After a lightning delay that set back the first pitch by about an hour, Texas scored four runs in the first inning, including a three-run home run by first baseman Ivan Melendez, and never relented following another weather delay that lasted for hours.
When both teams returned to the field, the Longhorns scored five more runs in the second inning to put the game out of reach and held on thanks to a legendary performance from right-hander Tristan Stevens.
The sixth-year senior from Missouri didn’t take the mound for the first time until after the long delays and battled the same type of command issues that resulted in his move to the bullpen and short appearances in both of the first two games of the Greenville Super Regional.
But those issues didn’t stop the longtime Longhorn fan who has been willing to do whatever it takes for this Texas team to win. Sinkers and sliders up in the zone were still enough to overmatch East Carolina hitters until Stevens started mixing in more changeups, particularly to the strong Pirates hitters from the left side, and eventually gained enough rhythm to dominate the home team with better location.
When Stevens left the game after pitching 6.0 innings with one earned run allowed on five hits with three walks and five strikeouts, he was a bona-fide Longhorn legend for his effort.
Left to pace the dugout for the final three innings, Stevens watched as right-handers Travis Sthele and Jared Southard closed out the win without allowing a hit.
Before the second weather delay, East Carolina right-hander Danny Beal, who had pitched well in the postseason, didn’t have it on Sunday.

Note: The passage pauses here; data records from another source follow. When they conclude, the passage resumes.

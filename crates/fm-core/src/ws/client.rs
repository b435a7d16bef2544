//! tokio-tungstenite implementation of the transport traits.
//!
//! Each `connect` performs one TLS WebSocket handshake and splits the stream
//! into a sink and a source. Reconnecting is the caller's job.

use async_trait::async_trait;
use futures_util::stream::{SplitSink, SplitStream};
use futures_util::{SinkExt, StreamExt};
use tokio::net::TcpStream;
use tokio_tungstenite::tungstenite::client::IntoClientRequest;
use tokio_tungstenite::tungstenite::Message;
use tokio_tungstenite::{MaybeTlsStream, WebSocketStream};
use tracing::{debug, warn};

use super::transport::{Connector, FrameSink, FrameSource, WireFrame};
use crate::error::{FeedError, Result};

type WsStream = WebSocketStream<MaybeTlsStream<TcpStream>>;

/// Opens real WebSocket connections.
#[derive(Debug, Clone, Copy, Default)]
pub struct TungsteniteConnector;

impl TungsteniteConnector {
    pub fn new() -> Self {
        Self
    }
}

#[async_trait]
impl Connector for TungsteniteConnector {
    async fn connect(&self, url: &str) -> Result<(Box<dyn FrameSink>, Box<dyn FrameSource>)> {
        let stream = connect_ws(url).await?;
        let (write, read) = stream.split();
        let source = TungsteniteSource {
            read,
            url: url.to_string(),
        };
        Ok((Box::new(TungsteniteSink { write }), Box::new(source)))
    }
}

/// Establish a (possibly TLS) WebSocket connection.
async fn connect_ws(url: &str) -> Result<WsStream> {
    check_ws_url(url)?;

    let request = url
        .into_client_request()
        .map_err(|e| FeedError::Config(format!("{url}: {e}")))?;

    let (stream, _response) = tokio_tungstenite::connect_async(request)
        .await
        .map_err(|e| FeedError::WebSocket(e.to_string()))?;
    Ok(stream)
}

/// Reject anything that is not a ws:// or wss:// URL with a host.
fn check_ws_url(url: &str) -> Result<()> {
    let parsed = url::Url::parse(url).map_err(|e| FeedError::Config(format!("{url}: {e}")))?;
    match parsed.scheme() {
        "ws" | "wss" if parsed.host_str().is_some_and(|h| !h.is_empty()) => Ok(()),
        "ws" | "wss" => Err(FeedError::Config(format!("{url}: missing host"))),
        other => Err(FeedError::Config(format!("{url}: unsupported scheme {other}"))),
    }
}

struct TungsteniteSink {
    write: SplitSink<WsStream, Message>,
}

#[async_trait]
impl FrameSink for TungsteniteSink {
    async fn send_text(&mut self, text: String) -> Result<()> {
        self.write.send(Message::Text(text.into())).await.map_err(ws_err)
    }

    async fn send_ping(&mut self) -> Result<()> {
        self.write.send(Message::Ping(Vec::new().into())).await.map_err(ws_err)
    }

    async fn send_pong(&mut self, payload: Vec<u8>) -> Result<()> {
        self.write.send(Message::Pong(payload.into())).await.map_err(ws_err)
    }

    async fn close(&mut self) -> Result<()> {
        self.write.close().await.map_err(ws_err)
    }
}

struct TungsteniteSource {
    read: SplitStream<WsStream>,
    url: String,
}

#[async_trait]
impl FrameSource for TungsteniteSource {
    async fn next_frame(&mut self) -> Option<std::result::Result<WireFrame, FeedError>> {
        loop {
            let msg = match self.read.next().await? {
                Ok(msg) => msg,
                Err(e) => return Some(Err(ws_err(e))),
            };
            return Some(Ok(match msg {
                Message::Text(text) => WireFrame::Text(text.as_str().to_owned()),
                Message::Binary(data) => match String::from_utf8(data.to_vec()) {
                    Ok(text) => WireFrame::Text(text),
                    Err(_) => {
                        warn!(
                            "[ws {}] dropping non-UTF-8 binary frame ({} bytes)",
                            self.url,
                            data.len()
                        );
                        continue;
                    }
                },
                Message::Ping(payload) => WireFrame::Ping(payload.to_vec()),
                Message::Close(frame) => {
                    debug!("[ws {}] close frame: {frame:?}", self.url);
                    WireFrame::Close { clean: true }
                }
                Message::Pong(_) | Message::Frame(_) => continue,
            }));
        }
    }
}

fn ws_err(e: tokio_tungstenite::tungstenite::Error) -> FeedError {
    FeedError::WebSocket(e.to_string())
}

#[cfg(test)]
mod tests {
    use super::*;

    #[test]
    fn url_check() {
        assert!(check_ws_url("wss://data.api.example/ws").is_ok());
        assert!(check_ws_url("ws://127.0.0.1:9000").is_ok());
        assert!(matches!(check_ws_url("https://data.api.example"), Err(FeedError::Config(_))));
        assert!(check_ws_url("not a url").is_err());
    }

    #[tokio::test]
    async fn bad_url_fails_before_dialing() {
        let connector = TungsteniteConnector::new();
        let err = connector.connect("https://127.0.0.1:1/ws").await.err();
        assert!(matches!(err, Some(FeedError::Config(_))));
    }
}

Center fielder Douglas Hodo III led off with an infield single beating the shift by the Pirates, left fielder Eric Kennedy battled to earn a hard-won full-count walk, and Beal fell behind first baseman Ivan Melendez with two breaking balls just up out of the strike zone. Faced with the difficult choice of how to approach the nation’s home run leader behind in the count, East Carolina made the wrong choice — trying to throw a fastball on the inside corner. Melendez wasn’t able to get the ideal extension that produces mammoth blasts, but he was strong enough to power the ball out of Clark-LeClair Stadium just over the leaping left fielder. The 32nd home run by Melendez set the BBCOR record previously held by Kris Bryant.
THIRTY-TWO!
— Texas Baseball (@TexasBaseball) June 12, 2022
THE HISPANIC TITANIC BLASTS HIS 32ND BOMB OF THE YEAR AND IT’S 3-0 HORNS!#HookEm | @ivanmelendez17_ pic.twitter.com/TVO1sQ8tjr
Beal then hit second baseman Murphy Stehly with a 1-1 pitch, ending his outing without recording an out, giving way to right-hander Trey Yesavage. After a sacrifice bunt by designated hitter Austin Todd, third baseman Skyler Messinger drove in Stehly on a 1-2 pitch up and in when he was able to get his hands inside the ball to drive it into left field for a single to push the lead to 4-0.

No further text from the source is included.